What to do ▸
What you return must match the records exactly, with every line included.

========================

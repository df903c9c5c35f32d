use crate::error::{RelayError, Result};
use regex::{Regex, RegexBuilder};
use std::sync::OnceLock;

/// Sentinel the agent is instructed to emit when it needs input before it can
/// finish. Everything around it becomes the elicitation body.
pub const CLARIFICATION_MARKER: &str = "[NEEDS_CLARIFICATION]";

/// Upper bound on any activity or comment body sent to the tracker.
pub const MAX_BODY_CHARS: usize = 10_000;

// ---------------------------------------------------------------------------
// Mentions
// ---------------------------------------------------------------------------

/// Rewrites the agent's mention token to plain text in outbound bodies, so the
/// relay's own output cannot read as a fresh mention.
#[derive(Debug, Clone)]
pub struct MentionSanitizer {
    re: Regex,
}

impl MentionSanitizer {
    pub fn new(mention_token: &str) -> Result<Self> {
        let re = RegexBuilder::new(&regex::escape(mention_token))
            .case_insensitive(true)
            .build()
            .map_err(|e| RelayError::Config(format!("invalid mention token: {e}")))?;
        Ok(Self { re })
    }

    /// `@Agent please` -> `Agent please`. The matched casing is kept.
    pub fn sanitize(&self, text: &str) -> String {
        self.re
            .replace_all(text, |caps: &regex::Captures<'_>| {
                caps[0].trim_start_matches('@').to_string()
            })
            .into_owned()
    }
}

// ---------------------------------------------------------------------------
// Truncation
// ---------------------------------------------------------------------------

/// Cut `text` to at most `max_chars` characters, ending with `…` when cut.
pub fn truncate(text: &str, max_chars: usize) -> String {
    if text.chars().count() <= max_chars {
        return text.to_string();
    }
    let keep = max_chars.saturating_sub(1);
    let mut out: String = text.chars().take(keep).collect();
    out.push('…');
    out
}

/// First line of `text`, truncated.
pub fn first_line(text: &str, max_chars: usize) -> String {
    truncate(text.lines().next().unwrap_or("").trim(), max_chars)
}

// ---------------------------------------------------------------------------
// Clarification
// ---------------------------------------------------------------------------

/// If `text` contains [`CLARIFICATION_MARKER`], return the elicitation body:
/// the text before and after the marker, trimmed and joined by a blank line.
/// Returns `None` when there is no marker.
pub fn split_clarification(text: &str) -> Option<String> {
    let (before, after) = text.split_once(CLARIFICATION_MARKER)?;
    let after = after.replace(CLARIFICATION_MARKER, "");
    let parts: Vec<&str> = [before.trim(), after.trim()]
        .into_iter()
        .filter(|p| !p.is_empty())
        .collect();
    Some(parts.join("\n\n"))
}

// ---------------------------------------------------------------------------
// Error text
// ---------------------------------------------------------------------------

static SECRET_RE: OnceLock<Regex> = OnceLock::new();

fn secret_re() -> &'static Regex {
    SECRET_RE.get_or_init(|| {
        Regex::new(r"(?i)(bearer\s+[A-Za-z0-9._\-]+|lin_(?:api|oauth)_[A-Za-z0-9]+|sk-ant-[A-Za-z0-9_\-]+)")
            .unwrap()
    })
}

/// Make an internal error safe to show in the tracker: credentials redacted,
/// length capped.
pub fn sanitize_error(message: &str) -> String {
    let redacted = secret_re().replace_all(message, "[redacted]");
    truncate(redacted.trim(), 1_000)
}

#[cfg(test)]
mod tests {
    use super::*;

    #[test]
    fn mentions_become_plain_text_in_any_case() {
        let s = MentionSanitizer::new("@agent").unwrap();
        assert_eq!(
            s.sanitize("@agent said: ask @Agent or @AGENT"),
            "agent said: ask Agent or AGENT"
        );
        assert_eq!(s.sanitize("no mention"), "no mention");
    }

    #[test]
    fn mention_token_is_matched_literally() {
        let s = MentionSanitizer::new("@a.b").unwrap();
        assert_eq!(s.sanitize("@a.b @axb"), "a.b @axb");
    }

    #[test]
    fn truncate_respects_char_boundaries() {
        assert_eq!(truncate("short", 10), "short");
        assert_eq!(truncate("héllo wörld", 6), "héllo…");
        assert_eq!(truncate("abcdef", 6), "abcdef");
    }

    #[test]
    fn first_line_drops_the_rest() {
        assert_eq!(first_line("  cargo test\n  --all", 50), "cargo test");
        assert_eq!(first_line("", 50), "");
    }

    #[test]
    fn clarification_marker_is_removed_and_parts_joined() {
        let text = format!("Here's what I found:\n\n{CLARIFICATION_MARKER}\n\nI have questions.");
        assert_eq!(
            split_clarification(&text).as_deref(),
            Some("Here's what I found:\n\nI have questions.")
        );
    }

    #[test]
    fn clarification_with_empty_preamble() {
        let text = format!("{CLARIFICATION_MARKER} Which branch?");
        assert_eq!(split_clarification(&text).as_deref(), Some("Which branch?"));
    }

    #[test]
    fn text_without_marker_is_not_a_clarification() {
        assert_eq!(split_clarification("Fixed in commit abc"), None);
    }

    #[test]
    fn errors_are_redacted() {
        let msg = "request failed: Authorization: Bearer lin_api_abc123 rejected";
        let clean = sanitize_error(msg);
        assert!(!clean.contains("lin_api_abc123"));
        assert!(clean.contains("[redacted]"));
    }
}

========================

Written reply ▸
repository df903c9c5c35f32d
use crate::error::{RelayError, Result};
use regex::{Regex, RegexBuilder};
use std::sync::OnceLock;

/// Sentinel the agent is instructed to emit when it needs input before it can
/// finish. Everything around it becomes the elicitation body.
pub const CLARIFICATION_MARKER: &str = "[NEEDS_CLARIFICATION]";

/// Upper bound on any activity or comment body sent to the tracker.
pub const MAX_BODY_CHARS: usize = 10_000;

// ---------------------------------------------------------------------------
// Mentions
// ---------------------------------------------------------------------------

/// Rewrites the agent's mention token to plain text in outbound bodies, so the
/// relay's own output cannot read as a fresh mention.
#[derive(Debug, Clone)]
pub struct MentionSanitizer {
    re: Regex,
}

impl MentionSanitizer {
    pub fn new(mention_token: &str) -> Result<Self> {
        let re = RegexBuilder::new(&regex::escape(mention_token))
            .case_insensitive(true)
            .build()
            .map_err(|e| RelayError::Config(format!("invalid mention token: {e}")))?;
        Ok(Self { re })
    }

    /// `@Agent please` -> `Agent please`. The matched casing is kept.
    pub fn sanitize(&self, text: &str) -> String {
        self.re
            .replace_all(text, |caps: &regex::Captures<'_>| {
                caps[0].trim_start_matches('@').to_string()
            })
            .into_owned()
    }
}

// ---------------------------------------------------------------------------
// Truncation
// ---------------------------------------------------------------------------

/// Cut `text` to at most `max_chars` characters, ending with `…` when cut.
pub fn truncate(text: &str, max_chars: usize) -> String {
    if text.chars().count() <= max_chars {
        return text.to_string();
    }
    let keep = max_chars.saturating_sub(1);
    let mut out: String = text.chars().take(keep).collect();
    out.push('…');
    out
}

/// First line of `text`, truncated.
pub fn first_line(text: &str, max_chars: usize) -> String {
    truncate(text.lines().next().unwrap_or("").trim(), max_chars)
}

// ---------------------------------------------------------------------------
// Clarification
// ---------------------------------------------------------------------------

/// If `text` contains [`CLARIFICATION_MARKER`], return the elicitation body:
/// the text before and after the marker, trimmed and joined by a blank line.
/// Returns `None` when there is no marker.
pub fn split_clarification(text: &str) -> Option<String> {
    let (before, after) = text.split_once(CLARIFICATION_MARKER)?;
    let after = after.replace(CLARIFICATION_MARKER, "");
    let parts: Vec<&str> = [before.trim(), after.trim()]
        .into_iter()
        .filter(|p| !p.is_empty())
        .collect();
    Some(parts.join("\n\n"))
}

// ---------------------------------------------------------------------------
// Error text
// ---------------------------------------------------------------------------

static SECRET_RE: OnceLock<Regex> = OnceLock::new();

fn secret_re() -> &'static Regex {
    SECRET_RE.get_or_init(|| {
        Regex::new(r"(?i)(bearer\s+[A-Za-z0-9._\-]+|lin_(?:api|oauth)_[A-Za-z0-9]+|sk-ant-[A-Za-z0-9_\-]+)")
            .unwrap()
    })
}

/// Make an internal error safe to show in the tracker: credentials redacted,
/// length capped.
pub fn sanitize_error(message: &str) -> String {
    let redacted = secret_re().replace_all(message, "[redacted]");
    truncate(redacted.trim(), 1_000)
}

#[cfg(test)]
mod tests {
    use super::*;

    #[test]
    fn mentions_become_plain_text_in_any_case() {
        let s = MentionSanitizer::new("@agent").unwrap();
        assert_eq!(
            s.sanitize("@agent said: ask @Agent or @AGENT"),
            "agent said: ask Agent or AGENT"
        );
        assert_eq!(s.sanitize("no mention"), "no mention");
    }

    #[test]
    fn mention_token_is_matched_literally() {
        let s = MentionSanitizer::new("@a.b").unwrap();
        assert_eq!(s.sanitize("@a.b @axb"), "a.b @axb");
    }

    #[test]
    fn truncate_respects_char_boundaries() {
        assert_eq!(truncate("short", 10), "short");
        assert_eq!(truncate("héllo wörld", 6), "héllo…");
        assert_eq!(truncate("abcdef", 6), "abcdef");
    }

    #[test]
    fn first_line_drops_the_rest() {
        assert_eq!(first_line("  cargo test\n  --all", 50), "cargo test");
        assert_eq!(first_line("", 50), "");
    }

    #[test]
    fn clarification_marker_is_removed_and_parts_joined() {
        let text = format!("Here's what I found:\n\n{CLARIFICATION_MARKER}\n\nI have questions.");
        assert_eq!(
            split_clarification(&text).as_deref(),
            Some("Here's what I found:\n\nI have questions.")
        );
    }

    #[test]
    fn clarification_with_empty_preamble() {
        let text = format!("{CLARIFICATION_MARKER} Which branch?");
        assert_eq!(split_clarification(&text).as_deref(), Some("Which branch?"));
    }

    #[test]
    fn text_without_marker_is_not_a_clarification() {
        assert_eq!(split_clarification("Fixed in commit abc"), None);
    }

    #[test]
    fn errors_are_redacted() {
        let msg = "request failed: Authorization: Bearer lin_api_abc123 rejected";
        let clean = sanitize_error(msg);
        assert!(!clean.contains("lin_api_abc123"));
        assert!(clean.contains("[redacted]"));
    }
}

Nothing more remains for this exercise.